OBJECTIVE--To determine which social and clinical factors are associated with healing in patients with venous ulceration. DESIGN--Patients were questioned about social factors at their first visit to a community ulcer clinic. They were treated by high compression bandage system and were interviewed again after 12 weeks. SETTING--Community leg ulcer clinics held in health centres throughout Riverside Health Authority in London. PATIENTS--All patients referred to five community leg ulcer clinics with venous ulceration over a six month period.
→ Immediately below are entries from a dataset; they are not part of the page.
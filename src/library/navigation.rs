use serde::Serialize;

use super::cache::BoundedCache;
use super::catalog::WorkCatalog;
use super::listing::file_name_of;
use super::Chapter;
use crate::paths;

/// Previous/next links for the reader.
///
/// When the chapter cannot be placed among its work's chapters only
/// `work_name` is set.
#[derive(Debug, Clone, PartialEq, Eq, Serialize)]
pub struct Navigation {
    pub prev: Option<Chapter>,
    pub next: Option<Chapter>,
    #[serde(rename = "manga_name")]
    pub work_name: String,
    #[serde(skip_serializing_if = "Option::is_none")]
    pub current_chapter: Option<Chapter>,
    #[serde(skip_serializing_if = "Option::is_none")]
    pub total_chapters: Option<usize>,
    /// 1-based.
    #[serde(skip_serializing_if = "Option::is_none")]
    pub current_index: Option<usize>,
}

impl Navigation {
    fn unplaced(work_name: String) -> Self {
        Self {
            prev: None,
            next: None,
            work_name,
            current_chapter: None,
            total_chapters: None,
            current_index: None,
        }
    }
}

pub struct ChapterNavigator {
    cache: BoundedCache<String, Navigation>,
}

impl ChapterNavigator {
    pub fn new(cache_entries: usize) -> Self {
        Self {
            cache: BoundedCache::new(cache_entries),
        }
    }

    pub fn get_navigation(&self, catalog: &WorkCatalog, chapter_path: &str) -> Navigation {
        self.cache
            .get_or_insert_with(chapter_path.to_string(), || locate(catalog, chapter_path))
    }
}

fn locate(catalog: &WorkCatalog, chapter_path: &str) -> Navigation {
    let root = catalog.root();
    let relative = paths::decode(chapter_path);
    let Some(full) = paths::resolve(root, chapter_path) else {
        return Navigation::unplaced(String::new());
    };
    let Some(work_dir) = full.parent().filter(|_| relative.components().next().is_some()) else {
        return Navigation::unplaced(String::new());
    };

    // A work sitting directly under the root is its own only chapter.
    if work_dir == root {
        let name = file_name_of(&full);
        let image_count = catalog.lister().list_images(&full).len();
        return Navigation {
            prev: None,
            next: None,
            work_name: name.clone(),
            current_chapter: Some(Chapter {
                name,
                path: chapter_path.to_string(),
                image_count,
                status: None,
            }),
            total_chapters: Some(1),
            current_index: Some(1),
        };
    }

    let work_name = file_name_of(work_dir);
    let chapters = catalog.get_chapters(work_dir);
    let Some(index) = chapters
        .iter()
        .position(|chapter| paths::decode(&chapter.path) == relative)
    else {
        return Navigation::unplaced(work_name);
    };

    Navigation {
        prev: index.checked_sub(1).map(|prev| chapters[prev].clone()),
        next: chapters.get(index + 1).cloned(),
        work_name,
        current_chapter: Some(chapters[index].clone()),
        total_chapters: Some(chapters.len()),
        current_index: Some(index + 1),
    }
}

#[cfg(test)]
mod tests {
    use super::*;
    use crate::library::{Collection, DirectoryLister};
    use std::fs::{self, File};
    use std::io::Write;
    use std::path::Path;
    use tempfile::TempDir;

    fn write_file(dir: &Path, name: &str) {
        fs::create_dir_all(dir).expect("create dir");
        let mut file = File::create(dir.join(name)).expect("create file");
        file.write_all(b"test").expect("write file");
    }

    fn three_chapter_work(root: &Path) {
        for chapter in ["Ch1", "Ch2", "Ch3"] {
            write_file(&root.join("Work").join(chapter), "001.jpg");
        }
    }

    fn catalog(collection: Collection, root: &Path) -> WorkCatalog {
        WorkCatalog::new(
            collection,
            DirectoryLister::new(root, &["jpg".to_string()], 16),
            16,
        )
    }

    #[test]
    fn first_and_last_chapters_have_open_ends() {
        let temp = TempDir::new().expect("temp dir");
        three_chapter_work(temp.path());
        let catalog = catalog(Collection::Manga, temp.path());
        let navigator = ChapterNavigator::new(16);

        let first = navigator.get_navigation(&catalog, "Work/Ch1");
        assert!(first.prev.is_none());
        assert_eq!(first.next.as_ref().map(|c| c.path.as_str()), Some("Work/Ch2"));
        assert_eq!(first.current_index, Some(1));
        assert_eq!(first.total_chapters, Some(3));
        assert_eq!(first.work_name, "Work");

        let middle = navigator.get_navigation(&catalog, "Work/Ch2");
        assert_eq!(middle.prev.as_ref().map(|c| c.name.as_str()), Some("Ch1"));
        assert_eq!(middle.next.as_ref().map(|c| c.name.as_str()), Some("Ch3"));

        let last = navigator.get_navigation(&catalog, "Work/Ch3");
        assert!(last.next.is_none());
        assert_eq!(last.prev.as_ref().map(|c| c.path.as_str()), Some("Work/Ch2"));
        assert_eq!(last.current_index, Some(3));
    }

    #[test]
    fn unknown_chapter_keeps_work_name() {
        let temp = TempDir::new().expect("temp dir");
        three_chapter_work(temp.path());
        let catalog = catalog(Collection::Manga, temp.path());
        let navigator = ChapterNavigator::new(0);

        let nav = navigator.get_navigation(&catalog, "Work/Ch9");
        assert!(nav.prev.is_none());
        assert!(nav.next.is_none());
        assert_eq!(nav.work_name, "Work");
        assert!(nav.current_chapter.is_none());

        let empty_work = navigator.get_navigation(&catalog, "Ghost/Ch1");
        assert_eq!(empty_work.work_name, "Ghost");
        assert!(empty_work.prev.is_none() && empty_work.next.is_none());
    }

    #[test]
    fn percent_encoded_paths_match_chapters() {
        let temp = TempDir::new().expect("temp dir");
        write_file(&temp.path().join("My Work").join("Chapter 1"), "1.jpg");
        write_file(&temp.path().join("My Work").join("Chapter 2"), "1.jpg");
        let catalog = catalog(Collection::Manga, temp.path());
        let navigator = ChapterNavigator::new(16);

        let nav = navigator.get_navigation(&catalog, "My%20Work/Chapter%201");
        assert_eq!(nav.current_index, Some(1));
        assert_eq!(
            nav.next.as_ref().map(|c| c.path.as_str()),
            Some("My Work/Chapter 2")
        );
    }

    #[test]
    fn work_under_root_is_single_chapter() {
        let temp = TempDir::new().expect("temp dir");
        write_file(&temp.path().join("Album"), "1.jpg");
        write_file(&temp.path().join("Album"), "2.jpg");
        let catalog = catalog(Collection::Gallery, temp.path());
        let navigator = ChapterNavigator::new(16);

        let nav = navigator.get_navigation(&catalog, "Album");
        assert!(nav.prev.is_none() && nav.next.is_none());
        assert_eq!(nav.work_name, "Album");
        assert_eq!(nav.total_chapters, Some(1));
        assert_eq!(nav.current_index, Some(1));
        let current = nav.current_chapter.expect("current chapter");
        assert_eq!(current.path, "Album");
        assert_eq!(current.image_count, 2);
    }

    #[test]
    fn escaping_or_empty_paths_are_unplaced() {
        let temp = TempDir::new().expect("temp dir");
        three_chapter_work(temp.path());
        let catalog = catalog(Collection::Manga, temp.path());
        let navigator = ChapterNavigator::new(16);

        assert_eq!(
            navigator.get_navigation(&catalog, "../Work/Ch1"),
            Navigation::unplaced(String::new())
        );
        assert_eq!(
            navigator.get_navigation(&catalog, ""),
            Navigation::unplaced(String::new())
        );
    }

    #[test]
    fn serialized_shape_uses_manga_name() {
        let nav = Navigation::unplaced("Work".to_string());
        let json = serde_json::to_value(&nav).expect("serialize");
        assert_eq!(
            json,
            serde_json::json!({"prev": null, "next": null, "manga_name": "Work"})
        );
    }
}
MAIN OUTCOME MEASURES--These were factors significantly associated with healing within 12 weeks of beginning treatment, measured by odds ratio (OR) given by logistic regression analysis. MAIN RESULTS--Of 168 patients with venous ulceration, 87 (52%) healed after 12 weeks of treatment. Univariate analysis showed that low social class (OR = 3.44, 95% CI 1.17, 10.14), lack of central heating (OR = 2.22, 95% CI 1.18, 4.18), and being single (OR = 2.77, 95% CI 1.15, 6.69) were all significantly associated with delayed healing. After adjustment for the known risk factors of ulcer size, ulcer duration, and general mobility only lack of central heating was still significant (OR = 2.27, 95% CI 1.11, 4.55). The remaining factors failing to achieve statistical significance because of their inter-relationship with the known risk factors. CONCLUSIONS--Clinical features of the ulcer seem to determine the progress of healing in patients with leg ulceration. Although there were associations between socio-economic factors and poor healing, adjustment for clinical risk factors generally led to lower non-significant associations. Only lack of central heating retained its association and may play a part in prolonging healing of venous ulceration.